* [Work instructions]: Within the records that follow, find every line containing the string "warn". Copy those lines.

Data excerpts:
//! Notify-based watch backends.
//!
//! Both the platform-recommended watcher and the polling watcher speak notify's
//! `EventKind` vocabulary, so they share one code table ([`NOTIFY_EVENT_CODES`]) and
//! one default mapping. Each `watch` call owns its own notify watcher; dropping the
//! watcher (through the handle) removes the OS watch.

use crate::{
    error::{Error, Result},
    events::{WatchEvent, WatchEventKind},
    handle::{Attachment, NativeGuard, WatchHandle},
    mapping::{EventMapping, EventRoute},
    traits::{EventSink, FileWatcher},
};
use notify::event::{AccessKind, AccessMode, ModifyKind, RenameMode};
use notify::{Config, EventKind, PollWatcher, RecommendedWatcher, RecursiveMode, Watcher};
use std::path::{Path, PathBuf};
use std::sync::Arc;
use std::time::Duration;
use tracing::{debug, error, warn};

/// Every code [`notify_event_code`] can produce, apart from `unknown`.
pub const NOTIFY_EVENT_CODES: &[&str] = &[
    "any",
    "access",
    "access-close-write",
    "create",
    "modify-any",
    "modify-data",
    "modify-metadata",
    "modify-other",
    "rename-any",
    "rename-from",
    "rename-to",
    "rename-both",
    "rename-other",
    "remove",
    "other",
];

/// Reduce a notify event kind to its backend code.
pub fn notify_event_code(kind: &EventKind) -> &'static str {
    match kind {
        EventKind::Any => "any",
        EventKind::Access(AccessKind::Close(AccessMode::Write)) => "access-close-write",
        EventKind::Access(_) => "access",
        EventKind::Create(_) => "create",
        EventKind::Modify(ModifyKind::Any) => "modify-any",
        EventKind::Modify(ModifyKind::Data(_)) => "modify-data",
        EventKind::Modify(ModifyKind::Metadata(_)) => "modify-metadata",
        EventKind::Modify(ModifyKind::Other) => "modify-other",
        EventKind::Modify(ModifyKind::Name(mode)) => match mode {
            RenameMode::Any => "rename-any",
            RenameMode::From => "rename-from",
            RenameMode::To => "rename-to",
            RenameMode::Both => "rename-both",
            RenameMode::Other => "rename-other",
            #[allow(unreachable_patterns)]
            _ => "unknown",
        },
        EventKind::Remove(_) => "remove",
        EventKind::Other => "other",
        #[allow(unreachable_patterns)]
        _ => "unknown",
    }
}

/// Default routing for the notify vocabulary.
///
/// Renames that only report one side are routed to `Delete`: a file entity then runs
/// its existence check and reports either a change (still there) or a delete.
pub fn default_notify_mapping(backend: &'static str) -> Result<EventMapping> {
    use EventRoute::{Emit, Ignore};
    use WatchEventKind::{Change, Create, Delete, Rename};

    EventMapping::new(
        backend,
        NOTIFY_EVENT_CODES,
        [
            ("any", Emit(Change)),
            ("access", Ignore),
            ("access-close-write", Ignore),
            ("create", Emit(Create)),
            ("modify-any", Emit(Change)),
            ("modify-data", Emit(Change)),
            ("modify-metadata", Emit(Change)),
            ("modify-other", Emit(Change)),
            ("rename-any", Emit(Delete)),
            ("rename-from", Emit(Delete)),
            ("rename-to", Emit(Create)),
            ("rename-both", Emit(Rename)),
            ("rename-other", Emit(Delete)),
            ("remove", Emit(Delete)),
            ("other", Ignore),
        ],
    )
}

#[derive(Debug, Clone, Copy, PartialEq)]
enum Flavor {
    Recommended,
    Poll { interval: Duration },
}

impl Flavor {
    fn backend_type(&self) -> &'static str {
        match self {
            Flavor::Recommended => "native",
            Flavor::Poll { .. } => "poll",
        }
    }
}

/// Notify-based file watcher.
#[derive(Debug, Clone)]
pub struct NotifyWatcher {
    flavor: Flavor,
    mapping: Arc<EventMapping>,
}

impl NotifyWatcher {
    /// Watcher backed by the platform's native notification API.
    pub fn recommended() -> Result<Self> {
        Self::with_flavor(Flavor::Recommended)
    }

    /// Watcher that polls file metadata every `interval`.
    pub fn polling(interval: Duration) -> Result<Self> {
        if interval.is_zero() {
            return Err(Error::Config("Poll interval must be greater than zero".to_string()));
        }
        Self::with_flavor(Flavor::Poll { interval })
    }

    fn with_flavor(flavor: Flavor) -> Result<Self> {
        Ok(Self {
            flavor,
            mapping: Arc::new(default_notify_mapping(flavor.backend_type())?),
        })
    }

    /// Replace the mapping table.
    pub fn with_mapping(mut self, mapping: EventMapping) -> Self {
        self.mapping = Arc::new(mapping);
        self
    }

    /// The mapping table in use.
    pub fn mapping(&self) -> &EventMapping {
        &self.mapping
    }

    /// Translate one notify event into canonical events, one per reported path.
    ///
    /// A two-path rename is reported once, at its destination.
    pub fn translate(mapping: &EventMapping, event: notify::Event) -> Vec<Result<WatchEvent>> {
        let code = notify_event_code(&event.kind);
        let backend = mapping.backend();

        let route = match mapping.route(code) {
            Ok(route) => route,
            Err(err) => return vec![Err(err)],
        };

        match route {
            EventRoute::Ignore => Vec::new(),
            EventRoute::Emit(WatchEventKind::Rename) if event.paths.len() == 2 => event
                .paths
                .into_iter()
                .nth(1)
                .map(|to| Ok(WatchEvent::new(WatchEventKind::Rename, to, code, backend)))
                .into_iter()
                .collect(),
            EventRoute::Emit(kind) => {
                if event.paths.is_empty() {
                    debug!("Dropping pathless '{}' event from {}", code, backend);
                }
                event
                    .paths
                    .into_iter()
                    .map(|path| Ok(WatchEvent::new(kind, path, code, backend)))
                    .collect()
            }
        }
    }

    fn event_handler(
        mapping: Arc<EventMapping>,
        sink: EventSink,
    ) -> impl FnMut(notify::Result<notify::Event>) + Send + 'static {
        move |result: notify::Result<notify::Event>| match result {
            Ok(event) => {
                for translated in Self::translate(&mapping, event) {
                    if let Err(err) = &translated {
                        error!("Failed to translate notify event: {}", err);
                    }
                    sink(translated);
                }
            }
            Err(err) => {
                error!("Notify error: {:?}", err);
                sink(Err(err.into()));
            }
        }
    }

    fn attach(
        flavor: Flavor,
        path: &Path,
        mapping: Arc<EventMapping>,
        sink: EventSink,
    ) -> Result<NativeGuard> {
        let handler = Self::event_handler(mapping, sink);
        let guard: NativeGuard = match flavor {
            Flavor::Recommended => {
                let mut watcher = RecommendedWatcher::new(handler, Config::default())
                    .map_err(|e| Error::subscription(path, e))?;
                watcher
                    .watch(path, RecursiveMode::NonRecursive)
                    .map_err(|e| Error::subscription(path, e))?;
                Box::new(watcher)
            }
            Flavor::Poll { interval } => {
                // Mtimes only have one-second resolution here; hash contents instead.
                let config = Config::default()
                    .with_poll_interval(interval)
                    .with_compare_contents(true);
                let mut watcher =
                    PollWatcher::new(handler, config).map_err(|e| Error::subscription(path, e))?;
                watcher
                    .watch(path, RecursiveMode::NonRecursive)
                    .map_err(|e| Error::subscription(path, e))?;
                Box::new(watcher)
            }
        };
        Ok(guard)
    }

    fn finish_attach(
        flavor: Flavor,
        path: PathBuf,
        mapping: Arc<EventMapping>,
        sink: EventSink,
        attachment: Attachment,
    ) {
        match Self::attach(flavor, &path, mapping, Arc::clone(&sink)) {
            Ok(guard) => {
                if attachment.complete(guard) {
                    debug!("Attached {} watch: {}", flavor.backend_type(), path.display());
                }
            }
            Err(err) => {
                warn!("{}", err);
                attachment.fail();
                sink(Err(err));
            }
        }
    }
}

impl FileWatcher for NotifyWatcher {
    fn backend_type(&self) -> &'static str {
        self.flavor.backend_type()
    }

    fn watch(&self, path: PathBuf, sink: EventSink) -> WatchHandle {
        debug!("Adding {} watch for: {}", self.backend_type(), path.display());

        let (handle, attachment) = WatchHandle::pending(path.clone(), self.backend_type());
        let flavor = self.flavor;
        let mapping = Arc::clone(&self.mapping);
        let job = move || Self::finish_attach(flavor, path, mapping, sink, attachment);

        // Attaching can block (inotify limits, initial poll scan), keep it off the
        // async workers when there is a runtime to hand it to.
        match tokio::runtime::Handle::try_current() {
            Ok(runtime) => {
                runtime.spawn_blocking(job);
            }
            Err(_) => job(),
        }

        handle
    }
}

#[cfg(test)]
mod tests {
    use super::*;
    use notify::event::{CreateKind, DataChange, MetadataKind, RemoveKind};
    use std::collections::BTreeMap;

    fn notify_event(kind: EventKind, paths: &[&str]) -> notify::Event {
        paths
            .iter()
            .fold(notify::Event::new(kind), |event, path| {
                event.add_path(PathBuf::from(path))
            })
    }

    fn translate_one(kind: EventKind, path: &str) -> Vec<WatchEvent> {
        let mapping = default_notify_mapping("native").unwrap();
        NotifyWatcher::translate(&mapping, notify_event(kind, &[path]))
            .into_iter()
            .map(|r| r.unwrap())
            .collect()
    }

    #[test]
    fn default_mapping_covers_vocabulary() {
        let mapping = default_notify_mapping("native").unwrap();
        assert_eq!(mapping.len(), NOTIFY_EVENT_CODES.len());
        for code in NOTIFY_EVENT_CODES {
            assert!(mapping.route(code).is_ok(), "no route for {}", code);
        }
    }

    #[test]
    fn codes_for_common_kinds() {
        assert_eq!(notify_event_code(&EventKind::Create(CreateKind::File)), "create");
        assert_eq!(
            notify_event_code(&EventKind::Modify(ModifyKind::Data(DataChange::Content))),
            "modify-data"
        );
        assert_eq!(
            notify_event_code(&EventKind::Modify(ModifyKind::Metadata(MetadataKind::Any))),
            "modify-metadata"
        );
        assert_eq!(
            notify_event_code(&EventKind::Modify(ModifyKind::Name(RenameMode::Both))),
            "rename-both"
        );
        assert_eq!(notify_event_code(&EventKind::Remove(RemoveKind::File)), "remove");
        assert_eq!(
            notify_event_code(&EventKind::Access(AccessKind::Close(AccessMode::Write))),
            "access-close-write"
        );
        assert_eq!(notify_event_code(&EventKind::Access(AccessKind::Read)), "access");
    }

    #[test]
    fn modify_translates_to_change() {
        let events = translate_one(
            EventKind::Modify(ModifyKind::Data(DataChange::Content)),
            "/tmp/note.txt",
        );
        assert_eq!(events.len(), 1);
        assert_eq!(events[0].kind, WatchEventKind::Change);
        assert_eq!(events[0].path, PathBuf::from("/tmp/note.txt"));
        assert_eq!(events[0].code, "modify-data");
        assert_eq!(events[0].backend, "native");
    }

    #[test]
    fn remove_translates_to_delete() {
        let events = translate_one(EventKind::Remove(RemoveKind::File), "/tmp/note.txt");
        assert_eq!(events[0].kind, WatchEventKind::Delete);
    }

    #[test]
    fn access_is_ignored() {
        assert!(translate_one(EventKind::Access(AccessKind::Read), "/tmp/note.txt").is_empty());
    }

    #[test]
    fn two_path_rename_reports_destination() {
        let mapping = default_notify_mapping("native").unwrap();
        let events = NotifyWatcher::translate(
            &mapping,
            notify_event(
                EventKind::Modify(ModifyKind::Name(RenameMode::Both)),
                &["/tmp/old.txt", "/tmp/new.txt"],
            ),
        );
        assert_eq!(events.len(), 1);
        let event = events.into_iter().next().unwrap().unwrap();
        assert_eq!(event.kind, WatchEventKind::Rename);
        assert_eq!(event.path, PathBuf::from("/tmp/new.txt"));
    }

    #[test]
    fn child_paths_pass_through_unchanged() {
        let events = translate_one(EventKind::Create(CreateKind::File), "/tmp/dir/child.txt");
        assert_eq!(events[0].path, PathBuf::from("/tmp/dir/child.txt"));
        assert_eq!(events[0].kind, WatchEventKind::Create);
    }

    #[test]
    fn overrides_change_translation() {
        let overrides = BTreeMap::from([("modify-metadata".to_string(), "ignore".to_string())]);
        let mapping = default_notify_mapping("native")
            .unwrap()
            .with_overrides(&overrides)
            .unwrap();
        let events = NotifyWatcher::translate(
            &mapping,
            notify_event(
                EventKind::Modify(ModifyKind::Metadata(MetadataKind::Permissions)),
                &["/tmp/a"],
            ),
        );
        assert!(events.is_empty());
    }

    #[test]
    fn code_missing_from_table_is_raised() {
        let mapping = EventMapping::new(
            "partial",
            &["create"],
            [("create", EventRoute::Emit(WatchEventKind::Create))],
        )
        .unwrap();
        let events = NotifyWatcher::translate(
            &mapping,
            notify_event(EventKind::Remove(RemoveKind::File), &["/tmp/a"]),
        );
        assert_eq!(events.len(), 1);
        match &events[0] {
            Err(Error::UnmappedEventCode { backend, code }) => {
                assert_eq!(backend, "partial");
                assert_eq!(code, "remove");
            }
            other => panic!("expected UnmappedEventCode, got {:?}", other),
        }
    }

    #[test]
    fn polling_rejects_zero_interval() {
        assert!(matches!(
            NotifyWatcher::polling(Duration::ZERO),
            Err(Error::Config(_))
        ));
    }

    #[test]
    fn backend_names() {
        assert_eq!(NotifyWatcher::recommended().unwrap().backend_type(), "native");
        assert_eq!(
            NotifyWatcher::polling(Duration::from_millis(100))
                .unwrap()
                .backend_type(),
            "poll"
        );
    }
}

* [Response box]:
use tracing::{debug, error, warn};
                warn!("{}", err);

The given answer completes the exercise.